Blessing for the works at the National Cathedral
Patriarch Daniel evoked another moment in which the saint’s relics blessed essential works of the Romanian Orthodox Church in recent history.
“The new cathedral, called the Romanian People’s Salvation Cathedral or the National Cathedral, has Saint Andrew the First-Called, the Protector of Romania, as its second patron Saint, because he is the holy apostle closest to the Romanian people,” Patriarch Daniel explained.
When the head of St. Andrew was brought back to Romania in 2011, on the feast of St. Demetrius the New, it was carried around “the foundation of the new cathedral as a sign of blessing at the beginning of the [National] Cathedral.”
On the same day, the honourable head of the saint arrived in Sibiu, at the proclamation of the canonization of St. Andrew Șaguna, and later in Alba Iulia, at the proclamation of the canonization of St. Simeon Stephan.
“Thus, St. Andrew blessed with his honourable head Moldavia, Wallachia and Transylvania, through the pilgrimages of 1996 and 2011,” Patriarch Daniel underscored.
“In the Centennial Year 2018, at the consecration of the altar of the National Cathedral, the right hand of St. Andrew was brought by His Eminence Metropolitan Chrysostom of Patra. We also said: “St. Andrew’s head thought of the Cathedral and his hand helped us to raise it and to sanctify the altar of this cathedral.” So, we have a special joy when we commemorate St. Andrew.”
His Beatitude also mentioned that a fragment of the relics of St. Andrew given by Cardinal Christoph Schönborn of Vienna would be transferred from the Patriarchal Residence to the National Cathedral when it is ready.

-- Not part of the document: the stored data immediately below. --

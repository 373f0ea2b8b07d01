//! Node configuration.
//!
//! Every node in a cluster must agree on the secret and, unless peers announce
//! their own HTTP port, on the HTTP port. Everything else is local.

use crate::membership::types::ClusterSecret;
use std::net::{IpAddr, Ipv4Addr, SocketAddr};
use std::time::Duration;

pub const DEFAULT_HTTP_PORT: u16 = 8080;
pub const DEFAULT_DISCOVERY_PORT: u16 = 8888;
pub const DEFAULT_HEARTBEAT_INTERVAL: Duration = Duration::from_secs(2);
pub const DEFAULT_REPLICATION_TIMEOUT: Duration = Duration::from_secs(2);

#[derive(Debug, Clone)]
pub struct NodeConfig {
    pub secret: ClusterSecret,
    /// Address the HTTP API listens on.
    pub http_bind: SocketAddr,
    /// Address the discovery listener receives heartbeats on.
    pub discovery_bind: SocketAddr,
    /// Destination of every heartbeat, normally the limited broadcast address.
    pub broadcast_addr: SocketAddr,
    pub heartbeat_interval: Duration,
    /// Per-call bound for outbound peer-writes (connect + response).
    pub replication_timeout: Duration,
    /// HTTP port assumed for peers whose heartbeats do not announce one.
    pub peer_http_port: u16,
}

impl NodeConfig {
    pub fn new(secret: ClusterSecret) -> Self {
        Self {
            secret,
            http_bind: default_http_bind(),
            discovery_bind: default_discovery_bind(),
            broadcast_addr: default_broadcast_addr(),
            heartbeat_interval: DEFAULT_HEARTBEAT_INTERVAL,
            replication_timeout: DEFAULT_REPLICATION_TIMEOUT,
            peer_http_port: DEFAULT_HTTP_PORT,
        }
    }
}

pub fn default_http_bind() -> SocketAddr {
    SocketAddr::new(IpAddr::V4(Ipv4Addr::UNSPECIFIED), DEFAULT_HTTP_PORT)
}

pub fn default_discovery_bind() -> SocketAddr {
    SocketAddr::new(IpAddr::V4(Ipv4Addr::UNSPECIFIED), DEFAULT_DISCOVERY_PORT)
}

pub fn default_broadcast_addr() -> SocketAddr {
    SocketAddr::new(IpAddr::V4(Ipv4Addr::BROADCAST), DEFAULT_DISCOVERY_PORT)
}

“All these data show us that St. Andrew loves the Romanian people, helps the Romanian Orthodox Church and Romanians everywhere to keep the apostolic faith received from him,” said the Patriarch of Romania.
His Beatitude concluded his speech by sending congratulations to all those named Andrei, Andreea and derivatives, praying to St. Andrew “to give them health and happiness, peace and joy and much help in all good deeds.”